Read our full interview with Femi Ogunjimi: Investing in Nigerian private healthcare – insights from dealmaker

Somuah is also bullish on consumer-focused businesses. She cited Nigeria’s population of over 200 million people, who require food, shelter, and access to services. Earlier this year, CardinalStone sold its stake in the gym chain i-Fitness. When CardinalStone initially invested in 2019, i-Fitness had 2,000 members. Today, the business boasts over 28,000 active members and employs more than 500 people across 21 locations in four Nigerian cities.

Read our full interview with i-Fitness founder Foluso Ogunwale: A chain of gyms in Nigeria – The entrepreneur behind iFitness

“There’s a huge consumption opportunity, which has been underserved the last several decades, and continues to give rise to good investment opportunities,” Somuah said.

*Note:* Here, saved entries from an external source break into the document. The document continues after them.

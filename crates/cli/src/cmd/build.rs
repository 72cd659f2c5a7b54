//! Implementation of the `kiln build` command.

use std::process::ExitCode;

use anyhow::{Context, Result};

use kiln_lib::graph::TargetKind;

use super::{RunOptions, load, run_graph};
use crate::output::print_info;

/// Build the named projects, or every project with a build entry point.
pub fn cmd_build(projects: &[String], options: &RunOptions) -> Result<ExitCode> {
  let (config, graph) = load(options)?;
  let selected = graph
    .select(projects, |t| t.kind == TargetKind::Build)
    .context("Failed to select builds")?;
  if selected.targets().is_empty() {
    print_info("No builds declared");
    return Ok(ExitCode::SUCCESS);
  }
  run_graph(config, &selected, options, "build")
}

She emphasised that the past 12 months have been particularly challenging in Nigeria. Since assuming office in May last year, President Bola Tinubu has implemented several reforms. While investors see these measures as necessary for Nigeria’s long-term stability, they have had an adverse impact on the economy. Tinubu’s elimination of a longstanding fuel subsidy has led to soaring transportation costs, and the relaxation of foreign currency controls has contributed to a significant depreciation of the Nigerian naira. The local currency hit record lows of over NGN 1,600 to the US dollar in recent months, although it has since strengthened considerably. Inflation surged to 33.20% in March, marking its highest point in 28 years.

Although the Nigerian economy is not out of the woods yet, according to Somuah, she pointed out that the currency has stabilised and expressed optimism for the future.